It’s an unusual word, anthroposphere. So unusual, in fact, that it's commonly misspelled as "anthrosphere." The thing is, that seemingly innocuous error is not entirely incorrect. You cannot separate the term anthroposphere from the prefix, which refers to humanity. Thus, understanding what the anthroposphere is begins with understanding humanity’s destructive influence on the world.
What is the anthroposphere?
The anthroposphere isn’t naturally occurring like the biosphere or the atmosphere, it’s more conceptual than that. However, like those other spheres, the anthroposphere does encompass roughly the entire surface of our planet. This is because the anthroposphere has been developed throughout the course of human history. The Aspen Global Change Institute (AGCI) defines the anthroposphere as the totality of our culture, technology, activities, and constructed environment created during the Anthropocene epoch.
In essence, the anthroposphere is everything we have created during the age of humankind. All of the significant events that have allowed humanity to shape our world in some way are contained within the historical anthroposphere. Events such as the discovery of agriculture, the industrial revolution, and the invention of the combustion engine are all contained within the anthroposphere, but so too are the physical aspects of our existence.

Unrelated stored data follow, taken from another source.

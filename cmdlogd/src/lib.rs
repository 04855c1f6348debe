//! 命令日志服务库
//!
//! 在 TCP 上提供 `cmdlog` 命令环：客户端发送以 `\n` 结束的命令，
//! 服务把命令追加进共享环并回送当前全部日志；定位命令改为回送定位点之后的内容。
//!
//! # 示例
//!
//! ```rust,no_run
//! use cmdlogd::{shutdown, LogService, ServiceConfig};
//!
//! #[tokio::main]
//! async fn main() -> anyhow::Result<()> {
//!     let config = ServiceConfig::default();
//!     let listener = tokio::net::TcpListener::bind(config.addr()).await?;
//!     let service = LogService::new(config)?;
//!
//!     let (stop_tx, stop_rx) = shutdown::channel();
//!     tokio::spawn(async move {
//!         let _ = shutdown::wait_for_signal().await;
//!         let _ = stop_tx.send(true);
//!     });
//!
//!     let stats = service.run(listener, stop_rx).await?;
//!     println!("{}", stats);
//!     Ok(())
//! }
//! ```

pub mod config;
pub mod heartbeat;
pub mod logging;
pub mod protocol;
pub mod service;
pub mod shutdown;

pub use config::{ServiceConfig, DEFAULT_DAEMON_LOG, DEFAULT_HEARTBEAT_SECS};
pub use heartbeat::{run_heartbeat, timestamp_record, TIMESTAMP_FORMAT};
pub use protocol::{
    error_reply, Command, FrameError, Framer, DEFAULT_PORT, RECV_CHUNK_SIZE, SEEK_PREFIX,
};
pub use service::{Connection, LogService, ServiceError};
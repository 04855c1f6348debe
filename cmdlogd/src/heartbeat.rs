//! 心跳
//!
//! 每隔固定间隔把当前时间格式化成一条命令追加进日志，不向任何连接发送数据。

use chrono::{DateTime, Local, TimeZone};
use cmdlog::{LockInterrupted, Record, SharedRing};
use std::fmt;
use std::sync::Arc;
use std::time::Duration;
use tokio::time::{self, Instant, MissedTickBehavior};
use tracing::{debug, info, warn};

use crate::shutdown::{self, ShutdownReceiver};

/// 时间戳格式（`YYYY-MM-DD HH:MM:SS`，本地时间）
pub const TIMESTAMP_FORMAT: &str = "timestamp:%F %T\n";

/// 把时间格式化成一条时间戳命令
pub fn timestamp_record<Tz: TimeZone>(now: &DateTime<Tz>) -> Record
where
    Tz::Offset: fmt::Display,
{
    Record::from(now.format(TIMESTAMP_FORMAT).to_string())
}

fn beat(ring: &SharedRing) -> Result<Option<Record>, LockInterrupted> {
    ring.append(timestamp_record(&Local::now()))
}

/// 运行心跳直到收到停止信号，返回追加的时间戳条数
pub async fn run_heartbeat(
    ring: Arc<SharedRing>,
    period: Duration,
    mut shutdown: ShutdownReceiver,
) -> u64 {
    info!("heartbeat: Appending a timestamp every {:?}", period);

    let mut ticker = time::interval_at(Instant::now() + period, period);
    ticker.set_missed_tick_behavior(MissedTickBehavior::Delay);
    let mut beats = 0u64;

    loop {
        tokio::select! {
            _ = shutdown::requested(&mut shutdown) => break,
            _ = ticker.tick() => match beat(&ring) {
                Ok(evicted) => {
                    beats += 1;
                    if let Some(old) = evicted {
                        debug!("heartbeat: Evicted oldest command ({} bytes)", old.len());
                    }
                }
                // 锁中断只影响本次，下个间隔照常
                Err(e) => warn!("heartbeat: {}", e),
            },
        }
    }

    info!("heartbeat: Stopped after {} timestamps", beats);
    beats
}

#[cfg(test)]
mod tests {
    use super::*;
    use chrono::FixedOffset;

    #[test]
    fn test_timestamp_format() {
        let tz = FixedOffset::east_opt(8 * 3600).unwrap();
        let now = tz.with_ymd_and_hms(2024, 3, 1, 12, 30, 5).unwrap();

        let record = timestamp_record(&now);
        assert_eq!(
            record.as_bytes(),
            b"timestamp:2024-03-01 12:30:05\n"
        );
        assert!(record.is_terminated());
    }

    #[tokio::test]
    async fn test_heartbeat_appends_until_stopped() {
        let ring = Arc::new(SharedRing::with_capacity(100).unwrap());
        let (stop_tx, stop_rx) = shutdown::channel();

        let handle = tokio::spawn(run_heartbeat(
            ring.clone(),
            Duration::from_millis(20),
            stop_rx,
        ));
        time::sleep(Duration::from_millis(150)).await;
        stop_tx.send(true).unwrap();
        let beats = handle.await.unwrap();

        assert!(beats >= 2, "only {} heartbeats", beats);
        let ring = ring.lock().unwrap();
        assert_eq!(ring.len() as u64, beats);
        for record in ring.iter() {
            assert!(record.as_bytes().starts_with(b"timestamp:"));
            assert!(record.is_terminated());
        }
    }

    #[tokio::test]
    async fn test_heartbeat_exits_when_already_stopped() {
        let ring = Arc::new(SharedRing::with_capacity(4).unwrap());
        let (stop_tx, stop_rx) = shutdown::channel();
        stop_tx.send(true).unwrap();

        let beats = run_heartbeat(ring.clone(), Duration::from_secs(10), stop_rx).await;
        assert_eq!(beats, 0);
        assert!(ring.lock().unwrap().is_empty());
    }
}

When did the anthroposphere begin?
There are several different schools of thought when it comes to marking the emergence of the anthroposphere. Some believe that it begins with that first agricultural discovery, while others think it began when we started to communicate things to one another in something more than grunts and shouts. According to Frontiers, experts who study paleoecology consider humanity’s first interaction with the many species of Pleistocene megafauna as the moment that we began to change the planet.
The working theory is as follows, as per Fronteirs: The megaherbivores of the Pleistocene were ecological engineers in their own right. They spread seeds, culled plant life, and recycled nutrients wherever they roamed. Their migration patterns directly influenced terrestrial ecosystems all across the planet and until human beings arrived, they were the only ones of note. This all changed some 12,000 years ago when we showed up and began planting our own crops and domesticating certain species.
Another theory, according to AGCI, is that the anthrophere began in the modern era, sometime in 1950. The belief is that during this time the concepts of cities, villages, invention, energy, farming, transportation and resource management were at their global apex. It’s also a time when our methods of communication were beginning to connect the globe in a meaningful way.
Books, movies, software, blueprints, and many other forms of shared knowledge were similarly connecting our species to one another. By this time, even commerce and religion had become universally established in most places. In short, the modern age represents a time when human civilization, which had sprouted and grown steadily over the previous millennia, had truly become established.
How does the anthroposphere affect the biosphere?
If you’re a longtime reader of Green Matters, then you probably understand that humanity’s overarching effect on the planet has been anything but good. Rather than living in harmony with the world around us, humanity has spent the majority of its time conquering, subjugating, strip mining, polluting, and in some cases, eating the planet to the brink of extinction.
Despite the fact that the anthroposphere already encompasses nearly the entire globe, we are still pushing outward. The dwindling natural habitats of the world are still being cleared away to make room for farms and cities for our ever growing population. Our cars and factories pump greenhouse gases into the atmosphere, warming the planet and acidifying the ocean, which we also overfish and dump plastic garbage into.
How do humans affect the biosphere?
In these ways and countless others, our effect on the biosphere has been all-encompassing and entirely destructive. According to Learn for Sustainability, nearly everything we do has an adverse effect on our planet and all of those things, from food production to energy generation, are considered a part of the anthroposphere.
The sad part is, even if you consider the cultural wonders of art, literature, or music as positive pieces of the anthroposphere, the price for creating those things has nearly always been more than our planet can bear.
The atmosphere and biosphere are dying as a direct result of the anthroposphere. And short of tearing down all that we have built over more than 50,000 years of cultural evolution, we have yet to find any feasible, long-term ways of fixing what we broke in the first place. If there is a silver lining, however, it's that humanity does have the tools and ingenuity to find a solution, hopefully before it's too late.